_What needs to be done_
Go through the entries below and copy every line that holds the word "fired".

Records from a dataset

★ ★ ★ ★ ★ ★ ★

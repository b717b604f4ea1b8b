use core::cell::UnsafeCell;
use core::sync::atomic::{AtomicBool, AtomicU32, Ordering};

/// An allocation-free mutex built on futex (Linux). std::sync::Mutex may
/// allocate, which is off-limits inside an allocator interposer.
///
/// State values: 0 = unlocked, 1 = locked, 2 = locked with waiters.
pub struct Mutex<T> {
    state: AtomicU32,
    data: UnsafeCell<T>,
}

unsafe impl<T: Send> Send for Mutex<T> {}
unsafe impl<T: Send> Sync for Mutex<T> {}

impl<T> Mutex<T> {
    pub const fn new(data: T) -> Self {
        Mutex {
            state: AtomicU32::new(0),
            data: UnsafeCell::new(data),
        }
    }

    #[inline]
    pub fn lock(&self) -> MutexGuard<'_, T> {
        if self
            .state
            .compare_exchange(0, 1, Ordering::Acquire, Ordering::Relaxed)
            .is_err()
        {
            self.lock_slow();
        }
        MutexGuard { mutex: self }
    }

    #[cold]
    fn lock_slow(&self) {
        loop {
            let old = self.state.swap(2, Ordering::Acquire);
            if old == 0 {
                return;
            }
            self.futex_wait(2);
        }
    }

    #[inline]
    fn unlock(&self) {
        if self.state.fetch_sub(1, Ordering::Release) != 1 {
            self.state.store(0, Ordering::Release);
            self.futex_wake();
        }
    }

    #[cfg(target_os = "linux")]
    fn futex_wait(&self, expected: u32) {
        unsafe {
            libc::syscall(
                libc::SYS_futex,
                &self.state as *const AtomicU32,
                libc::FUTEX_WAIT | libc::FUTEX_PRIVATE_FLAG,
                expected,
                core::ptr::null::<libc::timespec>(),
            );
        }
    }

    #[cfg(not(target_os = "linux"))]
    fn futex_wait(&self, _expected: u32) {
        core::hint::spin_loop();
    }

    #[cfg(target_os = "linux")]
    #[cold]
    fn futex_wake(&self) {
        unsafe {
            libc::syscall(
                libc::SYS_futex,
                &self.state as *const AtomicU32,
                libc::FUTEX_WAKE | libc::FUTEX_PRIVATE_FLAG,
                1i32,
            );
        }
    }

    #[cfg(not(target_os = "linux"))]
    fn futex_wake(&self) {}
}

pub struct MutexGuard<'a, T> {
    mutex: &'a Mutex<T>,
}

impl<T> core::ops::Deref for MutexGuard<'_, T> {
    type Target = T;

    fn deref(&self) -> &T {
        unsafe { &*self.mutex.data.get() }
    }
}

impl<T> core::ops::DerefMut for MutexGuard<'_, T> {
    fn deref_mut(&mut self) -> &mut T {
        unsafe { &mut *self.mutex.data.get() }
    }
}

impl<T> Drop for MutexGuard<'_, T> {
    fn drop(&mut self) {
        self.mutex.unlock();
    }
}

/// One-shot latch. The first `try_acquire` wins; every later call returns
/// false. Guards finalization so the report runs exactly once.
pub struct Latch {
    fired: AtomicBool,
}

impl Latch {
    pub const fn new() -> Self {
        Latch {
            fired: AtomicBool::new(false),
        }
    }

    #[inline]
    pub fn try_acquire(&self) -> bool {
        !self.fired.swap(true, Ordering::AcqRel)
    }
}

#[cfg(test)]
mod tests {
    use super::*;

    #[test]
    fn mutex_guards_data() {
        let mutex = Mutex::new(0u64);
        for _ in 0..100 {
            *mutex.lock() += 1;
        }
        assert_eq!(*mutex.lock(), 100);
    }

    #[test]
    fn latch_fires_once() {
        let latch = Latch::new();
        assert!(latch.try_acquire());
        assert!(!latch.try_acquire());
        assert!(!latch.try_acquire());
    }
}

★ ★ ★ ★ ★ ★ ★

_Response box_
    fired: AtomicBool,
            fired: AtomicBool::new(false),
        !self.fired.swap(true, Ordering::AcqRel)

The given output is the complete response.